It would be a mistake to reduce Obama's election as primarily a victory for black America. His triumph is a collective one that highlights the persistence of the long struggle for democracy by a wide range of communities and constituencies. In this light, his win is a benefit for the nation and the world as a whole. And when we elected Obama to lead the nation at home and represent us abroad, for once, at least in this era, nearly the entire world rejoiced with us. In villages, towns, cities, favelas, barrios, prisons, army bases, cafés, and public spaces around the globe, people celebrated. In some neighborhoods people stopped traffic to dance in the streets.

Obama's win—our victory—is also a repudiation of the conservatism that has dominated American politics for forty or more years. Manipulating racial fear, class prejudices, imperial global relations, and deregulated markets, conservative Republicans and opportunistic Democratic administrations in the 1980s and 1990s attempted to roll back the social and legislative advances of the Great Depression and the Great Society. But especially under the George W. Bush administration and the hyper-reactionary Republican Congress of 1995–2007, the
nation and the world experienced the most radical retreat on political and human rights imaginable. All the while, transnational corporations, disproportionately U.S.-based, pillaged the nation and the world with the full assistance of the antigovernment Bush administration.

Obama has called for, and he should receive, fierce support for the progressive dimensions of his agenda: ending the war in Iraq, building a green capitalist economy, reining in constitutional abuses, reforming the health care system, focusing on job creation, closing foreign prisons where torture has occurred, and so on. He should also receive fierce opposition to his more conservative proposals and any stalling or rollback on campaign promises, like ending the Iraq War, closing Guantánamo Bay prison, and prohibiting torture. The Obama administration must also be pushed to fulfill its promise to address the urban issues that have been left to fester for decades. He must overcome fears of being called a “racial hostage” i.e., appearing to be obligated to addressing racial concerns, and a real—rather than imagined—effort to ensure equality for all must continue to forge ahead.

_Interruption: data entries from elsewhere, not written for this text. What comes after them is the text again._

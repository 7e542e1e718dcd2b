//! Driver-системы state machine
//!
//! Logic tick и physics tick обслуживаются отдельными системами; обе
//! замирают на паузе. Внешние запросы переходов (смерть, knockback,
//! отложенные continuations) конвертируются в set_state до drive.

use bevy::prelude::*;

use super::controller::ActorStateMachine;
use super::state::StateContext;
use super::states::{KnockbackState, TAG_DEAD, TAG_KNOCKBACK};
use crate::animation::AnimationCrossFade;
use crate::combat::{AttackTriggered, EntityDied, KnockbackRequested};
use crate::components::MovementCommand;
use crate::input::InputSnapshot;
use crate::scheduler::{DeferredActions, DeferredStateRequest};
use crate::time::GameClock;

/// Собирает StateContext, гоняет хук, сливает буферы в события
fn run_machine_hook(
    entity: Entity,
    delta: f32,
    input: &InputSnapshot,
    movement: &mut MovementCommand,
    deferred: &mut DeferredActions,
    crossfades: &mut EventWriter<AnimationCrossFade>,
    triggers: &mut EventWriter<AttackTriggered>,
    hook: impl FnOnce(&mut StateContext),
) {
    let mut animations = Vec::new();
    let mut attack_triggers = Vec::new();
    let mut ctx = StateContext::new(
        entity,
        delta,
        input,
        movement,
        deferred,
        &mut animations,
        &mut attack_triggers,
    );
    hook(&mut ctx);
    drop(ctx);

    for event in animations {
        crossfades.write(event);
    }
    for attack in attack_triggers {
        triggers.write(AttackTriggered { attack });
    }
}

/// Система: logic tick всех машин (обслуживание запросов, state_update)
pub fn drive_state_machines(
    clock: Res<GameClock>,
    input: Res<InputSnapshot>,
    mut machines: Query<(
        Entity,
        &mut ActorStateMachine,
        &mut MovementCommand,
        &mut DeferredActions,
    )>,
    mut crossfades: EventWriter<AnimationCrossFade>,
    mut triggers: EventWriter<AttackTriggered>,
) {
    if clock.paused {
        return;
    }

    for (entity, mut machine, mut movement, mut deferred) in machines.iter_mut() {
        run_machine_hook(
            entity,
            clock.delta,
            &input,
            &mut movement,
            &mut deferred,
            &mut crossfades,
            &mut triggers,
            |ctx| machine.update(ctx),
        );
    }
}

/// Система: physics tick всех машин (state_fixed_update)
pub fn drive_state_machines_fixed(
    clock: Res<GameClock>,
    input: Res<InputSnapshot>,
    mut machines: Query<(
        Entity,
        &mut ActorStateMachine,
        &mut MovementCommand,
        &mut DeferredActions,
    )>,
    mut crossfades: EventWriter<AnimationCrossFade>,
    mut triggers: EventWriter<AttackTriggered>,
) {
    if clock.paused {
        return;
    }

    for (entity, mut machine, mut movement, mut deferred) in machines.iter_mut() {
        run_machine_hook(
            entity,
            clock.delta,
            &input,
            &mut movement,
            &mut deferred,
            &mut crossfades,
            &mut triggers,
            |ctx| machine.fixed_update(ctx),
        );
    }
}

/// Система: сработавшие RequestState continuations → set_state
pub fn apply_deferred_state_requests(
    mut requests: EventReader<DeferredStateRequest>,
    mut machines: Query<&mut ActorStateMachine>,
) {
    for request in requests.read() {
        let Ok(mut machine) = machines.get_mut(request.actor) else {
            crate::log_warning(&format!(
                "DeferredStateRequest: actor {:?} has no state machine",
                request.actor
            ));
            continue;
        };
        machine.set_state(request.state);
    }
}

/// Система: KnockbackRequested → состояние с тегом "knockback"
///
/// Актор без knockback-состояния — не ошибка (например boss immune),
/// просто логируем.
pub fn handle_knockback_requests(
    mut requests: EventReader<KnockbackRequested>,
    mut machines: Query<&mut ActorStateMachine>,
) {
    for request in requests.read() {
        let Ok(mut machine) = machines.get_mut(request.actor) else {
            continue;
        };
        let Some(id) = machine.try_find_with_tag(TAG_KNOCKBACK) else {
            crate::log(&format!(
                "Actor {:?} has no '{}' state, knockback ignored",
                request.actor, TAG_KNOCKBACK
            ));
            continue;
        };

        if let Some(knockback) = machine.state_as_mut::<KnockbackState>(id) {
            knockback.set_impulse_dir(request.direction);
        }
        machine.set_state(id);
    }
}

/// Система: EntityDied → состояние с тегом "dead"
pub fn enter_dead_state_on_death(
    mut deaths: EventReader<EntityDied>,
    mut machines: Query<&mut ActorStateMachine>,
) {
    for death in deaths.read() {
        let Ok(mut machine) = machines.get_mut(death.entity) else {
            continue;
        };
        let Some(id) = machine.try_find_with_tag(TAG_DEAD) else {
            crate::log_warning(&format!(
                "Actor {:?} died but has no '{}' state",
                death.entity, TAG_DEAD
            ));
            continue;
        };
        machine.set_state(id);
    }
}
//! Simulation clock + pause
//!
//! GameClock разделяет scaled/unscaled время: пока игра на паузе
//! scaled delta == 0 (state machine и атаки замирают), unscaled delta
//! продолжает идти (для continuations в реальном времени, см. scheduler).

use bevy::prelude::*;

/// Событие: игра поставлена на паузу (fire только на переходе 0 → 1)
#[derive(Event, Debug, Clone, Default)]
pub struct GamePaused;

/// Событие: игра снята с паузы (fire только на переходе 1 → 0)
#[derive(Event, Debug, Clone, Default)]
pub struct GameUnpaused;

/// Счётная пауза: каждый Pause() должен быть сбалансирован Resume().
///
/// Несбалансированный Resume() — invariant violation (debug assert).
#[derive(Resource, Debug, Default)]
pub struct PauseController {
    pause_count: i32,
}

impl PauseController {
    pub fn is_paused(&self) -> bool {
        self.pause_count > 0
    }

    /// Возвращает true если этот вызов включил паузу (переход 0 → 1)
    pub fn pause(&mut self) -> bool {
        self.pause_count += 1;
        self.pause_count == 1
    }

    /// Возвращает true если этот вызов снял паузу (переход 1 → 0)
    pub fn resume(&mut self) -> bool {
        self.pause_count -= 1;
        debug_assert!(self.pause_count >= 0, "PauseController: pause count went below 0");
        self.pause_count <= 0 && self.pause_count + 1 > 0
    }
}

/// Часы симуляции, обновляются раз в FixedUpdate до всех остальных систем
#[derive(Resource, Debug, Clone, Copy)]
pub struct GameClock {
    /// Scaled delta (0 на паузе)
    pub delta: f32,
    /// Unscaled delta (идёт всегда)
    pub unscaled_delta: f32,
    pub time_scale: f32,
    pub paused: bool,
}

impl Default for GameClock {
    fn default() -> Self {
        Self {
            delta: 0.0,
            unscaled_delta: 0.0,
            time_scale: 1.0,
            paused: false,
        }
    }
}

/// Система: refresh GameClock из Time<Fixed> + PauseController
pub fn update_game_clock(
    time: Res<Time<Fixed>>,
    pause: Res<PauseController>,
    mut clock: ResMut<GameClock>,
) {
    let raw = time.delta_secs();
    clock.paused = pause.is_paused();
    clock.unscaled_delta = raw;
    clock.delta = if clock.paused { 0.0 } else { raw * clock.time_scale };
}

/// Публичный API для host'а: пауза/снятие с эмиссией edge-событий
pub fn request_pause(
    pause: &mut PauseController,
    paused_events: &mut EventWriter<GamePaused>,
) {
    if pause.pause() {
        paused_events.write(GamePaused);
        crate::log("Game paused");
    }
}

pub fn request_resume(
    pause: &mut PauseController,
    unpaused_events: &mut EventWriter<GameUnpaused>,
) {
    if pause.resume() {
        unpaused_events.write(GameUnpaused);
        crate::log("Game unpaused");
    }
}

pub struct ClockPlugin;

impl Plugin for ClockPlugin {
    fn build(&self, app: &mut App) {
        app.init_resource::<PauseController>()
            .init_resource::<GameClock>()
            .add_event::<GamePaused>()
            .add_event::<GameUnpaused>()
            .add_systems(FixedUpdate, update_game_clock.in_set(ClockSet));
    }
}

/// SystemSet: обновление часов — всё остальное планируется после
#[derive(SystemSet, Debug, Clone, Copy, PartialEq, Eq, Hash)]
pub struct ClockSet;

Obama seems to get it. In his July 2009 speech before the NAACP he stated:

I understand there may be a temptation among some to think that discrimination is no longer a problem in 2009. And I believe that overall, there probably has never been less discrimination in America than there is today. I think we can say that. But make no mistake: The pain of discrimination is still felt in America. . . . But we also know that prejudice and discrimination—at least the most blatant types of prejudice and discrimination—are not even the steepest barriers to
opportunity today. The most difficult barriers include structural inequalities that our nation's legacy of discrimination has left behind; inequalities still plaguing too many communities and too often the object of national neglect.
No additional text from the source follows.